Damit bleibt das Verfallsdatum der großen Koalition offen.
Krötenschlucken und Gewürge finden später statt. Praktisch äußert sich so etwas in Parteiaustritten bei den Großkoalitionären und Zulauf bei Grünen, Linkspartei und FDP. Im gelben Lager hat das Frohlocken bereits begonnen.
Gut für die SPD, dass sie ihren Delegierten noch etwas anderes zum Kauen auftischen kann. Der Rückzug Gerhard Schröders ist verdaut, aber mitnichten der Sturz von Franz Müntefering.
Matthias Platzeck dürfte als in dunkler Nacht entdeckter weißer Ritter und Retter von SPD pur ein ansehnliches Ergebnis erzielen. Aber die Vize-Bewerber Ute Vogt und Elke Ferner müssen um vorzeigbare Zustimmung bangen.
Auch ist unklar, wie der künftige Generalsekretär Hubertus Heil abschneidet. Er ist als Strippenzieher im Vorfeld des gerade einmal zwei Wochen zurückliegenden Ränkespiels um Kajo Wasserhövel enttarnt. Vor allem die 28 alten Mitglieder des erweiterten Parteivorstands müssen auf kalte Güsse gefasst sein. Sie gelten als die wahren Missetäter.
Gewählt ist ,wer aus nunmehr 45 Kandidaten für 37 zu besetzende Stühle mehr als die Hälfte der Stimmen erhält. Das könnte für Andrea Nahles und andere aus dem Umfeld von Sigmar Gabriel, Edelgard Bulmahn und Wolfgang Jüttner zur Berg- und Talfahrt geraten. Sie müssten dann satzungsgemäß die Hintertür benutzen: »Haben die Kandidaten diese Mehrheit nicht erhalten, findet ein weiterer Wahlgang statt.« Dann rückt vor, wer die meisten Stimmen hat.

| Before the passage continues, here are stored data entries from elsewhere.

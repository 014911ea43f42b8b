//! Canonical record schemas and the fail-closed batch validator.
//!
//! A batch validates only if every row carries every canonical field with a
//! value coercible to the declared type. One bad row discards the whole batch.

use tracing::warn;
use twstock_warehouse::{DuckValue, TableBatch, WriteMode};

use crate::calendar::parse_iso;
use crate::domain::DataKind;
use crate::error::SchemaViolation;
use crate::table::Table;

#[derive(Debug, Clone, Copy, PartialEq, Eq)]
pub enum FieldType {
    Text,
    Integer,
    Float,
    /// ISO-8601 `YYYY-MM-DD`, stored as text.
    Date,
}

#[derive(Debug, Clone, Copy, PartialEq, Eq)]
pub struct FieldSpec {
    pub name: &'static str,
    pub ty: FieldType,
}

const fn text(name: &'static str) -> FieldSpec {
    FieldSpec {
        name,
        ty: FieldType::Text,
    }
}

const fn int(name: &'static str) -> FieldSpec {
    FieldSpec {
        name,
        ty: FieldType::Integer,
    }
}

const fn float(name: &'static str) -> FieldSpec {
    FieldSpec {
        name,
        ty: FieldType::Float,
    }
}

const fn date(name: &'static str) -> FieldSpec {
    FieldSpec {
        name,
        ty: FieldType::Date,
    }
}

/// Target field set of one data kind and where it is stored.
#[derive(Debug, Clone, Copy, PartialEq, Eq)]
pub struct CanonicalSchema {
    pub kind: DataKind,
    pub table: &'static str,
    pub fields: &'static [FieldSpec],
    pub write_mode: WriteMode,
}

impl CanonicalSchema {
    pub fn field(&self, name: &str) -> Option<&FieldSpec> {
        self.fields.iter().find(|field| field.name == name)
    }

    pub fn field_names(&self) -> Vec<&'static str> {
        self.fields.iter().map(|field| field.name).collect()
    }
}

const STOCK_PRICE: CanonicalSchema = CanonicalSchema {
    kind: DataKind::StockPrice,
    table: "taiwan_stock_price",
    fields: &[
        text("StockID"),
        int("TradeVolume"),
        int("Transaction"),
        int("TradeValue"),
        float("Open"),
        float("Max"),
        float("Min"),
        float("Close"),
        float("Change"),
        date("Date"),
    ],
    write_mode: WriteMode::Append,
};

const FUTURES_DAILY: CanonicalSchema = CanonicalSchema {
    kind: DataKind::FuturesDaily,
    table: "taiwan_future_daily",
    fields: &[
        date("Date"),
        text("FuturesID"),
        text("ContractDate"),
        float("Open"),
        float("Max"),
        float("Min"),
        float("Close"),
        float("Change"),
        float("ChangePer"),
        float("Volume"),
        float("SettlementPrice"),
        int("OpenInterest"),
        text("TradingSession"),
    ],
    write_mode: WriteMode::Append,
};

const STOCK_INFO: CanonicalSchema = CanonicalSchema {
    kind: DataKind::StockInfo,
    table: "taiwan_stock_info",
    fields: &[
        text("StockID"),
        text("StockName"),
        text("MarketType"),
        text("IndustryType"),
    ],
    write_mode: WriteMode::Upsert,
};

const INSTITUTIONAL_INVESTOR: CanonicalSchema = CanonicalSchema {
    kind: DataKind::InstitutionalInvestor,
    table: "taiwan_institutional_investor",
    fields: &[
        text("StockID"),
        text("StockName"),
        int("ForeignBuy"),
        int("ForeignSell"),
        int("ForeignNet"),
        int("ForeignDealerBuy"),
        int("ForeignDealerSell"),
        int("ForeignDealerNet"),
        int("InvestmentTrustBuy"),
        int("InvestmentTrustSell"),
        int("InvestmentTrustNet"),
        int("DealerSelfBuy"),
        int("DealerSelfSell"),
        int("DealerSelfNet"),
        int("DealerHedgeBuy"),
        int("DealerHedgeSell"),
        int("DealerHedgeNet"),
        int("ThreeInstitutionNet"),
        date("Date"),
    ],
    write_mode: WriteMode::Append,
};

const MARGIN_SHORT_SALE: CanonicalSchema = CanonicalSchema {
    kind: DataKind::MarginShortSale,
    table: "taiwan_margin_short_sale",
    fields: &[
        text("StockID"),
        text("StockName"),
        int("MarginPurchaseBuy"),
        int("MarginPurchaseSell"),
        int("MarginPurchaseCashRepayment"),
        int("MarginPurchaseYesterdayBalance"),
        int("MarginPurchaseTodayBalance"),
        int("MarginPurchaseLimit"),
        int("ShortSaleBuy"),
        int("ShortSaleSell"),
        int("ShortSaleCashRepayment"),
        int("ShortSaleYesterdayBalance"),
        int("ShortSaleTodayBalance"),
        int("ShortSaleLimit"),
        int("OffsetLoanAndShort"),
        text("Note"),
        date("Date"),
    ],
    write_mode: WriteMode::Append,
};

const TDCC_SHAREHOLDING: CanonicalSchema = CanonicalSchema {
    kind: DataKind::TdccShareholding,
    table: "taiwan_share_holding",
    fields: &[
        date("Date"),
        text("StockID"),
        int("ShareholdingLevel"),
        int("NumberOfHolders"),
        int("NumberOfShares"),
        float("PercentageOfTotalShares"),
    ],
    write_mode: WriteMode::Append,
};

pub fn canonical_schema(kind: DataKind) -> &'static CanonicalSchema {
    match kind {
        DataKind::StockPrice => &STOCK_PRICE,
        DataKind::FuturesDaily => &FUTURES_DAILY,
        DataKind::StockInfo => &STOCK_INFO,
        DataKind::InstitutionalInvestor => &INSTITUTIONAL_INVESTOR,
        DataKind::MarginShortSale => &MARGIN_SHORT_SALE,
        DataKind::TdccShareholding => &TDCC_SHAREHOLDING,
    }
}

/// A typed cell of a validated row.
#[derive(Debug, Clone, PartialEq)]
pub enum FieldValue {
    Text(String),
    Integer(i64),
    Float(f64),
}

impl FieldValue {
    pub fn as_i64(&self) -> Option<i64> {
        match self {
            Self::Integer(value) => Some(*value),
            _ => None,
        }
    }

    pub fn as_f64(&self) -> Option<f64> {
        match self {
            Self::Float(value) => Some(*value),
            _ => None,
        }
    }

    pub fn as_str(&self) -> Option<&str> {
        match self {
            Self::Text(value) => Some(value.as_str()),
            _ => None,
        }
    }

    fn into_duck(self) -> DuckValue {
        match self {
            Self::Text(value) => DuckValue::Text(value),
            Self::Integer(value) => DuckValue::BigInt(value),
            Self::Float(value) => DuckValue::Double(value),
        }
    }
}

/// Rows that passed validation, in canonical field order.
#[derive(Debug, Clone, PartialEq)]
pub struct ValidatedTable {
    pub kind: DataKind,
    pub columns: Vec<&'static str>,
    pub rows: Vec<Vec<FieldValue>>,
}

impl ValidatedTable {
    pub fn empty(kind: DataKind) -> Self {
        Self {
            kind,
            columns: canonical_schema(kind).field_names(),
            rows: Vec::new(),
        }
    }

    pub fn is_empty(&self) -> bool {
        self.rows.is_empty()
    }

    pub fn len(&self) -> usize {
        self.rows.len()
    }

    pub fn value(&self, row: usize, column: &str) -> Option<&FieldValue> {
        let index = self.columns.iter().position(|name| *name == column)?;
        self.rows.get(row)?.get(index)
    }

    /// Move the rows out as a storage batch over this table's columns.
    pub fn take_batch(&mut self) -> TableBatch<'_> {
        let rows = std::mem::take(&mut self.rows)
            .into_iter()
            .map(|row| row.into_iter().map(FieldValue::into_duck).collect())
            .collect();
        TableBatch {
            table: canonical_schema(self.kind).table,
            columns: &self.columns,
            rows,
        }
    }
}

/// Validate a normalized table, returning the empty table on any violation.
///
/// The violation is logged; callers only see that nothing survived.
pub fn validate(table: &Table, kind: DataKind) -> ValidatedTable {
    match try_validate(table, kind) {
        Ok(validated) => validated,
        Err(violation) => {
            warn!(
                kind = kind.as_str(),
                rows = table.len(),
                row = violation.row,
                field = violation.field,
                reason = %violation.reason,
                "schema validation failed; discarding batch"
            );
            ValidatedTable::empty(kind)
        }
    }
}

/// Validate a normalized table, reporting the first violation.
///
/// Columns outside the canonical schema are ignored.
pub fn try_validate(table: &Table, kind: DataKind) -> Result<ValidatedTable, SchemaViolation> {
    let schema = canonical_schema(kind);
    if table.is_empty() {
        return Ok(ValidatedTable::empty(kind));
    }

    let mut indices = Vec::with_capacity(schema.fields.len());
    for field in schema.fields {
        let index = table.column_index(field.name).ok_or_else(|| SchemaViolation {
            row: 0,
            field: field.name,
            reason: String::from("is missing"),
        })?;
        indices.push(index);
    }

    let mut rows = Vec::with_capacity(table.len());
    for (row_index, cells) in table.rows.iter().enumerate() {
        let mut values = Vec::with_capacity(schema.fields.len());
        for (field, index) in schema.fields.iter().zip(&indices) {
            let raw = cells.get(*index).ok_or_else(|| SchemaViolation {
                row: row_index,
                field: field.name,
                reason: String::from("is missing"),
            })?;
            let value = coerce(raw, field.ty).map_err(|reason| SchemaViolation {
                row: row_index,
                field: field.name,
                reason,
            })?;
            values.push(value);
        }
        rows.push(values);
    }

    Ok(ValidatedTable {
        kind,
        columns: schema.field_names(),
        rows,
    })
}

fn coerce(raw: &str, ty: FieldType) -> Result<FieldValue, String> {
    let trimmed = raw.trim();
    match ty {
        FieldType::Text => Ok(FieldValue::Text(trimmed.to_string())),
        FieldType::Integer => parse_integer(trimmed)
            .map(FieldValue::Integer)
            .ok_or_else(|| format!("is not an integer: '{raw}'")),
        FieldType::Float => match trimmed.parse::<f64>() {
            Ok(value) if value.is_finite() => Ok(FieldValue::Float(value)),
            _ => Err(format!("is not a number: '{raw}'")),
        },
        FieldType::Date => parse_iso(trimmed)
            .map(|_| FieldValue::Text(trimmed.to_string()))
            .map_err(|_| format!("is not an ISO date: '{raw}'")),
    }
}

/// Integers may arrive as whole floats (`"12.0"`) from CSV sources.
fn parse_integer(value: &str) -> Option<i64> {
    if let Ok(parsed) = value.parse::<i64>() {
        return Some(parsed);
    }
    let parsed = value.parse::<f64>().ok()?;
    if parsed.is_finite() && parsed.fract() == 0.0 && parsed.abs() < 9.0e15 {
        Some(parsed as i64)
    } else {
        None
    }
}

Ach ja, die SPD diskutiert auch noch über 270 weitere Anträge, besonders über Bildung. Das verändert zwar nichts, aber ist entspannender als der Basis mehr »Merkel«-Steuer verkaufen zu müssen, als sich die Union in ihrem verkorksten Wahlkampf selbst zu sagen getraute.